Mar 21 2011
|more articles from|
Private sector can provide 250,000 jobs in six months
The people can be employed in retailing, for salaries ranging between SR2,500 and SR3,000, and clerical jobs occupied by thousands of expatriates, they said. The economists also warned against the monthly SR2,000 unemployment benefit ordered by the King becoming a goal for some people who could quit their jobs to apply for it, noting that this tendency would fundamentally damage the noble project.

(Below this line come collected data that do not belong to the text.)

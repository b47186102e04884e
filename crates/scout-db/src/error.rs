//! Store error types.

use thiserror::Error;

/// Profile store errors.
#[derive(Debug, Error)]
pub enum StoreError {
    /// Failed to open or create the database.
    #[error("failed to open database: {0}")]
    Open(String),

    /// Migration execution failed.
    #[error("migration failed: {0}")]
    Migration(String),

    /// Record rejected before writing.
    #[error("invalid record: {0}")]
    Invalid(String),

    /// Failed to decode a stored value.
    #[error("decode error: {0}")]
    Decode(String),

    /// Serialization of a JSON column failed.
    #[error("serialization error: {0}")]
    Serialization(#[from] serde_json::Error),

    /// Underlying `SQLx` error.
    #[error("database error: {0}")]
    Sqlx(#[from] sqlx::Error),

    /// I/O error while preparing the database file.
    #[error("I/O error: {0}")]
    Io(#[from] std::io::Error),
}

/// Result type alias for store operations.
pub type Result<T> = std::result::Result<T, StoreError>;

Fahd Al-Ahmadi, an economist, said: "The private sector has been evading implementing Saudization for 20 years under various pretexts, like Saudis are not serious or want more than they are offered in terms of salary." "There are thousands of private-sector retail shops, which, with little employee training, can be all filled with a million Saudi employees paid salaries that do not burden the private sector."
He said Saudis who undergo training courses are in greater demand by employers in the private sector.
Al-Ahmadi noted that Saudization rates in major companies are high because "they are committed to reasonable salaries and incentives," citing the experiences of banks, SABIC and the Saudi Telecom Company. He said authorities must force some small companies that are paying low salaries and forcing employees to work 12 hours a day to commit to shorter working hours and paying overtime.
Economist Abdulhadi Al-Harithi said Saudization would only succeed if there are "deterring regulations and punishments against companies failing to fulfill their duty in that regard." "The private sector must carry out its responsibilities and return the favor given to it by the state - the loans and assistance that helped it establish strong businesses that now constitute 47 percent of the total local production," he said.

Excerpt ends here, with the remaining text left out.